Prime Minister Netanyahu announced at the start of his Sunday morning cabinet meeting that he intends to advance the judicial reform as early as this week after the opposition had blown up the talks at the President’s residence over the election of MK representatives at the committee to appoint judges.

On Wednesday, after threatening that they’d blow up the talks if an opposition MK is not elected to serve on the committee, opposition MK Karine Elharrar (Yesh Atid) was elected, and opposition leaders Yair Lapid and Benny Gantz still blew up the talks.


“What was proven last week was that Gantz and Lapid were playing a game,” Netanyahu told his ministers. “For three months, their representatives did not agree on the most minimal issues. Their goal was to draw out every amendment. This is why we will gather this week and begin practical steps in a measured and responsible manner.”

As I noted earlier today (Coalition Entertaining ‘One-Sided’ Judicial Reform, Haredim Place a Premium on Override Law), two bills are already on the Knesset plenum’s table since the winter session: the composition of the committee to appoint judges and the restrictions of the reasonability doctrine. The measured and responsible practical steps would be to submit them to a final vote and pass them, yes, this week.

Reporter Amit Segal points out that Netanyahu is likely to start passing smaller, individual components of the larger reform plan that are unlikely to relaunch major protests. There are a number of changes that are definitely within the wider national consensus that can be advanced.

Indeed, shortly after Netanyahu’s brave announcement, opposition leader Yair Lapid responded on Twitter: “If Netanyahu goes ahead with the coup d’état unilaterally as he has stated, he will find that he is the head of a government with less than half of the people of Israel, with less than half of the economy, less than half of the security and less than half of the Knesset.”

As I noted, the last thing Netanyahu wants is a repeat of the violent mob protests, in cahoots with pilots, reservists, bankers, hi-tech moguls, and the national trade union.
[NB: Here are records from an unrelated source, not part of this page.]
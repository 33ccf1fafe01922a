//! HTTP front end for the talent marketplace proofs
//!
//! Serves bid validity and selective disclosure proving, plus a small store
//! of verified proofs that counterparties can fetch by key.

pub mod cache;
pub mod config;
pub mod error;
pub mod routes;

use std::sync::Arc;

use anyhow::Context;
use talent_zk_prover::{CircuitKeys, MarketplaceProver, MarketplaceVerifier};
use tokio::net::TcpListener;
use tracing::{info, warn};

pub use cache::{ProofCache, StoredProof};
pub use config::{CacheBackend, CacheConfig, ServiceConfig};
pub use error::ApiError;
pub use routes::{router, AppState};

/// Load the configured circuits' keys.
///
/// With `strict_artifacts` any failure aborts start-up; otherwise the circuit
/// is left out and its endpoint reports it as unavailable.
pub fn load_services(
    config: &ServiceConfig,
) -> anyhow::Result<(MarketplaceProver, MarketplaceVerifier)> {
    let mut prover = MarketplaceProver::new();
    let mut verifier = MarketplaceVerifier::new();

    for &circuit in &config.circuits {
        let keys = match CircuitKeys::load(&config.artifacts_dir, circuit) {
            Ok(keys) => keys,
            Err(e) if config.strict_artifacts => {
                return Err(e).with_context(|| {
                    format!(
                        "failed to load {circuit} artifacts from {}",
                        config.artifacts_dir.display()
                    )
                });
            }
            Err(e) => {
                warn!(%circuit, error = %e, "circuit disabled, artifacts unusable");
                continue;
            }
        };

        verifier = verifier.with_verifying_key(circuit, &keys.verifying_key)?;
        prover = prover.with_proving_key(circuit, keys.proving_key);
        info!(%circuit, "circuit enabled");
    }

    Ok((prover, verifier))
}

/// Run the HTTP service until Ctrl-C
pub async fn serve(config: ServiceConfig) -> anyhow::Result<()> {
    let (prover, verifier) = tokio::task::spawn_blocking({
        let config = config.clone();
        move || load_services(&config)
    })
    .await??;

    let cache = ProofCache::open(&config.cache)
        .await
        .context("failed to open proof cache")?;
    let state = AppState::new(Arc::new(prover), Arc::new(verifier), cache.clone());
    let app = router(state, config.max_body_bytes);

    let listener = TcpListener::bind(config.listen)
        .await
        .with_context(|| format!("failed to bind {}", config.listen))?;
    info!(addr = %config.listen, "listening");

    axum::serve(listener, app)
        .with_graceful_shutdown(shutdown_signal())
        .await
        .context("server error")?;

    cache.close().await;
    info!("shut down");
    Ok(())
}

async fn shutdown_signal() {
    if let Err(e) = tokio::signal::ctrl_c().await {
        warn!(error = %e, "failed to listen for ctrl-c");
        std::future::pending::<()>().await;
    }
    info!("shutdown requested");
}
//! ZK-SNARK proof generation

use std::fmt;
use std::path::Path;
use std::str::FromStr;
use std::time::Instant;

use ark_bn254::{Bn254, Fr};
use ark_groth16::{Groth16, ProvingKey};
use ark_relations::r1cs::{ConstraintSynthesizer, ConstraintSystem};
use ark_snark::SNARK;
use ark_std::rand::thread_rng;
use serde::{Deserialize, Serialize};
use tracing::{debug, info, instrument, warn};

use crate::artifacts::CircuitKeys;
use crate::circuits::{BidValidityCircuit, SelectiveDisclosureCircuit};
use crate::error::{ProverError, Result};
use crate::inputs::{BidValidityInput, CircuitInput, SelectiveDisclosureInput};
use crate::proof::{Proof, ProofWithPublicInputs};
use crate::types::ATTRIBUTE_COUNT;

/// Circuit identifiers
#[derive(Debug, Clone, Copy, PartialEq, Eq, Hash, Serialize, Deserialize)]
#[serde(rename_all = "snake_case")]
pub enum Circuit {
    /// `acceptedPrice <= maxBudget`
    BidValidity,
    /// Per-attribute disclosure with commitments
    SelectiveDisclosure,
}

impl Circuit {
    pub const ALL: [Self; 2] = [Self::BidValidity, Self::SelectiveDisclosure];

    /// Get circuit file name
    pub fn file_name(&self) -> &'static str {
        match self {
            Self::BidValidity => "bid_validity",
            Self::SelectiveDisclosure => "selective_disclosure",
        }
    }

    /// Version of the constraint layout. Keys generated for another
    /// version are rejected at load time.
    pub fn version(&self) -> u32 {
        match self {
            Self::BidValidity | Self::SelectiveDisclosure => 1,
        }
    }

    /// Number of public signals the circuit exposes
    pub fn public_signal_count(&self) -> usize {
        match self {
            Self::BidValidity => 1,
            Self::SelectiveDisclosure => 2 * ATTRIBUTE_COUNT,
        }
    }
}

impl fmt::Display for Circuit {
    fn fmt(&self, f: &mut fmt::Formatter<'_>) -> fmt::Result {
        f.write_str(self.file_name())
    }
}

impl FromStr for Circuit {
    type Err = ProverError;

    fn from_str(s: &str) -> Result<Self> {
        match s {
            "bid_validity" | "bid-validity" => Ok(Self::BidValidity),
            "selective_disclosure" | "selective-disclosure" => Ok(Self::SelectiveDisclosure),
            other => Err(ProverError::CircuitNotFound {
                path: other.to_string(),
            }),
        }
    }
}

/// Witness computation: synthesize `circuit`, check every constraint and
/// return the public signals.
///
/// Groth16 proving does not check satisfiability itself, so this must run
/// before any proof is produced.
pub fn compute_public_signals<C>(circuit: C) -> Result<Vec<Fr>>
where
    C: ConstraintSynthesizer<Fr>,
{
    let cs = ConstraintSystem::<Fr>::new_ref();
    circuit
        .generate_constraints(cs.clone())
        .map_err(|e| ProverError::ProofGeneration {
            reason: e.to_string(),
        })?;

    if !cs.is_satisfied()? {
        let constraint = cs.which_is_unsatisfied()?.unwrap_or_default();
        warn!(%constraint, "Witness does not satisfy the circuit");
        return Err(ProverError::ProofGeneration {
            reason: "input violates a circuit constraint".into(),
        });
    }

    let cs = cs.borrow().ok_or_else(|| ProverError::ProofGeneration {
        reason: "constraint system was not constructed".into(),
    })?;
    Ok(cs.instance_assignment[1..].to_vec())
}

/// Groth16 prover for the marketplace circuits
///
/// Holds one proving key per enabled circuit. Immutable once built, so a
/// single instance can be shared across threads behind an `Arc`.
#[derive(Default)]
pub struct MarketplaceProver {
    bid_validity_pk: Option<ProvingKey<Bn254>>,
    selective_disclosure_pk: Option<ProvingKey<Bn254>>,
}

impl MarketplaceProver {
    /// Create a prover with no circuits enabled
    pub fn new() -> Self {
        Self::default()
    }

    /// Load proving keys for `circuits` from an artifacts directory
    pub fn from_artifacts(dir: impl AsRef<Path>, circuits: &[Circuit]) -> Result<Self> {
        let dir = dir.as_ref();
        let mut prover = Self::new();
        for &circuit in circuits {
            let keys = CircuitKeys::load(dir, circuit)?;
            prover = prover.with_proving_key(circuit, keys.proving_key);
        }
        Ok(prover)
    }

    pub fn with_proving_key(mut self, circuit: Circuit, pk: ProvingKey<Bn254>) -> Self {
        match circuit {
            Circuit::BidValidity => self.bid_validity_pk = Some(pk),
            Circuit::SelectiveDisclosure => self.selective_disclosure_pk = Some(pk),
        }
        self
    }

    pub fn has_circuit(&self, circuit: Circuit) -> bool {
        self.proving_key(circuit).is_ok()
    }

    fn proving_key(&self, circuit: Circuit) -> Result<&ProvingKey<Bn254>> {
        match circuit {
            Circuit::BidValidity => self.bid_validity_pk.as_ref(),
            Circuit::SelectiveDisclosure => self.selective_disclosure_pk.as_ref(),
        }
        .ok_or_else(|| ProverError::CircuitNotFound {
            path: circuit.file_name().to_string(),
        })
    }

    /// Build circuit with inputs and generate proof
    #[instrument(skip(self, synthesizer), fields(circuit = %circuit))]
    fn build_and_prove<C>(&self, circuit: Circuit, synthesizer: C) -> Result<ProofWithPublicInputs>
    where
        C: ConstraintSynthesizer<Fr> + Clone,
    {
        let pk = self.proving_key(circuit)?;

        info!("Building circuit: {}", circuit);
        let start = Instant::now();

        let public_inputs = compute_public_signals(synthesizer.clone())?;
        if public_inputs.len() != circuit.public_signal_count() {
            return Err(ProverError::ProofGeneration {
                reason: format!(
                    "circuit produced {} public signals, expected {}",
                    public_inputs.len(),
                    circuit.public_signal_count()
                ),
            });
        }

        let witness_time = start.elapsed();
        debug!("Witness generated in {:?}", witness_time);

        // Generate proof
        let prove_start = Instant::now();
        let mut rng = thread_rng();

        let proof = Groth16::<Bn254>::prove(pk, synthesizer, &mut rng).map_err(|e| {
            ProverError::ProofGeneration {
                reason: e.to_string(),
            }
        })?;

        let prove_time = prove_start.elapsed();
        let total_time = start.elapsed();

        info!(
            "Proof generated - witness: {:?}, prove: {:?}, total: {:?}",
            witness_time, prove_time, total_time
        );

        Ok(ProofWithPublicInputs::new(
            Proof::new(proof),
            public_inputs,
            circuit,
        ))
    }

    /// Generate a bid validity proof
    ///
    /// Proves that `accepted_price <= max_budget` without revealing either.
    #[instrument(skip(self, input))]
    pub fn prove_bid_validity(&self, input: &BidValidityInput) -> Result<ProofWithPublicInputs> {
        info!("Generating bid validity proof");
        self.prove(Circuit::BidValidity, &input.to_circuit_input())
    }

    /// Generate a selective disclosure proof
    ///
    /// Reveals the attributes whose flag is set and commits to all five.
    #[instrument(skip(self, input))]
    pub fn prove_selective_disclosure(
        &self,
        input: &SelectiveDisclosureInput,
    ) -> Result<ProofWithPublicInputs> {
        info!(
            flags = ?input.flags(),
            "Generating selective disclosure proof"
        );
        self.prove(Circuit::SelectiveDisclosure, &input.to_circuit_input())
    }

    /// Generate a proof from named circuit signals.
    ///
    /// The signal names must match the circuit's inputs exactly; a missing,
    /// repeated or unknown name fails before any constraint is built.
    pub fn prove(&self, circuit: Circuit, inputs: &CircuitInput) -> Result<ProofWithPublicInputs> {
        match circuit {
            Circuit::BidValidity => {
                self.build_and_prove(circuit, BidValidityCircuit::from_inputs(inputs)?)
            }
            Circuit::SelectiveDisclosure => {
                self.build_and_prove(circuit, SelectiveDisclosureCircuit::from_inputs(inputs)?)
            }
        }
    }
}
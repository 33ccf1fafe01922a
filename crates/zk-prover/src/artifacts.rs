//! Key generation and on-disk circuit artifacts
//!
//! Layout, one directory per circuit:
//!
//! ```text
//! <artifacts>/<circuit>/manifest.json
//! <artifacts>/<circuit>/proving_key.bin
//! <artifacts>/<circuit>/verification_key.bin
//! ```
//!
//! Keys come from a single-party Groth16 setup. That is enough for
//! development and tests; a production deployment replaces the key files
//! with the output of a ceremony and keeps the manifest.

use std::fs::{self, File};
use std::io::{BufReader, BufWriter, Write};
use std::path::{Path, PathBuf};
use std::time::Instant;

use ark_bn254::{Bn254, Fr};
use ark_groth16::{Groth16, Proof, ProvingKey, VerifyingKey};
use ark_relations::r1cs::ConstraintSynthesizer;
use ark_serialize::{CanonicalDeserialize, CanonicalSerialize};
use ark_snark::SNARK;
use ark_std::rand::{rngs::StdRng, CryptoRng, RngCore, SeedableRng};
use serde::{Deserialize, Serialize};
use tracing::{debug, info, instrument};

use crate::circuits::{BidValidityCircuit, SelectiveDisclosureCircuit};
use crate::error::{ProverError, Result};
use crate::prover::{compute_public_signals, Circuit};

pub const MANIFEST_FILE: &str = "manifest.json";
pub const PROVING_KEY_FILE: &str = "proving_key.bin";
pub const VERIFICATION_KEY_FILE: &str = "verification_key.bin";

/// Describes which circuit a key pair belongs to
#[derive(Debug, Clone, PartialEq, Eq, Serialize, Deserialize)]
pub struct ArtifactManifest {
    pub circuit: Circuit,
    pub version: u32,
    pub public_signals: usize,
    pub protocol: String,
    pub curve: String,
}

impl ArtifactManifest {
    pub fn for_circuit(circuit: Circuit) -> Self {
        Self {
            circuit,
            version: circuit.version(),
            public_signals: circuit.public_signal_count(),
            protocol: "groth16".into(),
            curve: "bn128".into(),
        }
    }

    /// Reject artifacts built for a different circuit or constraint layout
    pub fn check(&self, expected: Circuit) -> Result<()> {
        let wanted = Self::for_circuit(expected);
        if *self != wanted {
            return Err(ProverError::ArtifactMismatch {
                circuit: expected.to_string(),
                reason: format!(
                    "manifest describes {} v{} ({} signals, {}/{}), expected v{}",
                    self.circuit,
                    self.version,
                    self.public_signals,
                    self.protocol,
                    self.curve,
                    wanted.version
                ),
            });
        }
        Ok(())
    }
}

/// Directory holding the artifacts of `circuit`
pub fn circuit_dir(dir: &Path, circuit: Circuit) -> PathBuf {
    dir.join(circuit.file_name())
}

fn open(path: &Path) -> Result<BufReader<File>> {
    if !path.exists() {
        return Err(ProverError::CircuitNotFound {
            path: path.display().to_string(),
        });
    }
    Ok(BufReader::new(File::open(path)?))
}

fn read_manifest(dir: &Path, circuit: Circuit) -> Result<ArtifactManifest> {
    let path = circuit_dir(dir, circuit).join(MANIFEST_FILE);
    let manifest: ArtifactManifest = serde_json::from_reader(open(&path)?)?;
    manifest.check(circuit)?;
    Ok(manifest)
}

fn check_verifying_key(circuit: Circuit, vk: &VerifyingKey<Bn254>) -> Result<()> {
    // gamma_abc_g1 has one entry for the constant plus one per public input
    let inputs = vk.gamma_abc_g1.len().saturating_sub(1);
    if inputs != circuit.public_signal_count() {
        return Err(ProverError::ArtifactMismatch {
            circuit: circuit.to_string(),
            reason: format!(
                "verification key expects {inputs} public inputs, circuit has {}",
                circuit.public_signal_count()
            ),
        });
    }
    Ok(())
}

/// Load and validate only the verification key of `circuit`
#[instrument(skip(dir), fields(dir = %dir.display()))]
pub fn load_verifying_key(dir: &Path, circuit: Circuit) -> Result<VerifyingKey<Bn254>> {
    read_manifest(dir, circuit)?;

    let path = circuit_dir(dir, circuit).join(VERIFICATION_KEY_FILE);
    debug!("Loading verification key from: {}", path.display());
    let vk = VerifyingKey::<Bn254>::deserialize_compressed(open(&path)?)?;
    check_verifying_key(circuit, &vk)?;
    Ok(vk)
}

/// Proving and verification key of one circuit
pub struct CircuitKeys {
    pub circuit: Circuit,
    pub proving_key: ProvingKey<Bn254>,
    pub verifying_key: VerifyingKey<Bn254>,
}

impl CircuitKeys {
    /// Run a circuit-specific Groth16 setup
    #[instrument(skip(rng))]
    pub fn setup<R: RngCore + CryptoRng>(circuit: Circuit, rng: &mut R) -> Result<Self> {
        let start = Instant::now();
        let (proving_key, verifying_key) = match circuit {
            Circuit::BidValidity => {
                Groth16::<Bn254>::circuit_specific_setup(BidValidityCircuit::default(), rng)
            }
            Circuit::SelectiveDisclosure => Groth16::<Bn254>::circuit_specific_setup(
                SelectiveDisclosureCircuit::default(),
                rng,
            ),
        }
        .map_err(|e| ProverError::Setup {
            reason: e.to_string(),
        })?;

        info!("Setup for {} finished in {:?}", circuit, start.elapsed());
        Ok(Self {
            circuit,
            proving_key,
            verifying_key,
        })
    }

    /// Write manifest and keys under `dir`, returning the circuit directory
    pub fn write(&self, dir: &Path) -> Result<PathBuf> {
        let target = circuit_dir(dir, self.circuit);
        fs::create_dir_all(&target)?;

        let mut manifest = BufWriter::new(File::create(target.join(MANIFEST_FILE))?);
        serde_json::to_writer_pretty(&mut manifest, &ArtifactManifest::for_circuit(self.circuit))?;
        manifest.flush()?;

        let mut pk = BufWriter::new(File::create(target.join(PROVING_KEY_FILE))?);
        self.proving_key.serialize_uncompressed(&mut pk)?;
        pk.flush()?;

        let mut vk = BufWriter::new(File::create(target.join(VERIFICATION_KEY_FILE))?);
        self.verifying_key.serialize_compressed(&mut vk)?;
        vk.flush()?;

        info!("Wrote {} artifacts to {}", self.circuit, target.display());
        Ok(target)
    }

    /// Load both keys of `circuit` and check that they belong together
    #[instrument(skip(dir), fields(dir = %dir.display()))]
    pub fn load(dir: &Path, circuit: Circuit) -> Result<Self> {
        let verifying_key = load_verifying_key(dir, circuit)?;

        let path = circuit_dir(dir, circuit).join(PROVING_KEY_FILE);
        debug!("Loading proving key from: {}", path.display());
        let start = Instant::now();
        // Checked: every point must be on the curve and in the right subgroup
        let proving_key = ProvingKey::<Bn254>::deserialize_uncompressed(open(&path)?)?;

        if proving_key.vk != verifying_key {
            return Err(ProverError::ArtifactMismatch {
                circuit: circuit.to_string(),
                reason: "proving key and verification key are from different setups".into(),
            });
        }

        let keys = Self {
            circuit,
            proving_key,
            verifying_key,
        };
        keys.self_test()?;

        debug!("Proving key loaded in {:?}", start.elapsed());
        Ok(keys)
    }

    /// Prove a fixed satisfiable witness and verify it against the
    /// verification key. Catches a proving key whose points are valid but
    /// not the ones the setup produced.
    fn self_test(&self) -> Result<()> {
        let mut rng = StdRng::seed_from_u64(0);
        let (public_inputs, proof) = match self.circuit {
            Circuit::BidValidity => {
                prove_fixed(&self.proving_key, BidValidityCircuit::new(1, 1), &mut rng)?
            }
            Circuit::SelectiveDisclosure => prove_fixed(
                &self.proving_key,
                SelectiveDisclosureCircuit::default(),
                &mut rng,
            )?,
        };

        let verified = Groth16::<Bn254>::verify(&self.verifying_key, &public_inputs, &proof)
            .unwrap_or(false);
        if !verified {
            return Err(ProverError::ArtifactMismatch {
                circuit: self.circuit.to_string(),
                reason: "proving key does not produce verifiable proofs".into(),
            });
        }
        Ok(())
    }
}

fn prove_fixed<C>(
    pk: &ProvingKey<Bn254>,
    circuit: C,
    rng: &mut StdRng,
) -> Result<(Vec<Fr>, Proof<Bn254>)>
where
    C: ConstraintSynthesizer<Fr> + Clone,
{
    let public_inputs = compute_public_signals(circuit.clone())?;
    let proof = Groth16::<Bn254>::prove(pk, circuit, rng).map_err(|e| ProverError::Setup {
        reason: e.to_string(),
    })?;
    Ok((public_inputs, proof))
}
In Israel’s democracy, the fact that this mob represents only 46 Knesset mandates on a very good day is meaningless. They are prepared to burn down the country – and that is their mandate. It could be said that Netanyahu is less afraid of Iran than he is of the country’s elites and their extremely well-funded, organized, and dedicated crowds of protesters.

He promised the credit rating companies there would not be a repeat of mayhem in the streets that scares off investors. He understands economics, he understands mob psychology, and he understands he can’t win this one.

Do you want proof? Sure: the Government Press Office sent out, as it does every Sunday, a summary of the points the PM made during his opening remarks at his weekly cabinet meeting. I scrutinized it. The press release included:

  • Our first mission is to stop the nuclearization of Iran.
  • The second mission is the cost of living.
  • The third mission is the Arab sector (meaning the violence there – DI).
  • Next: Electronic ankle bracelets bill.
  • Next: using the Europe Asia Pipeline Co. as infrastructure for laying international fiber optic cables.
  • Next: extending the toll, high-speed Highway 6 by 22 kilometers northward.
  • Finally: Intel plans to invest $25 billion in a new plant in Kiryat Gat.

No mention of those brave declarations about moving on with the judicial reform – in the English language version of the press release. I took the statement from the Hebrew version that was run by the Channel 14 website.

Why wasn’t it mentioned for the benefit of the nice foreign correspondents out there? Because Netanyahu doesn’t want the news to spread out. He’s had enough.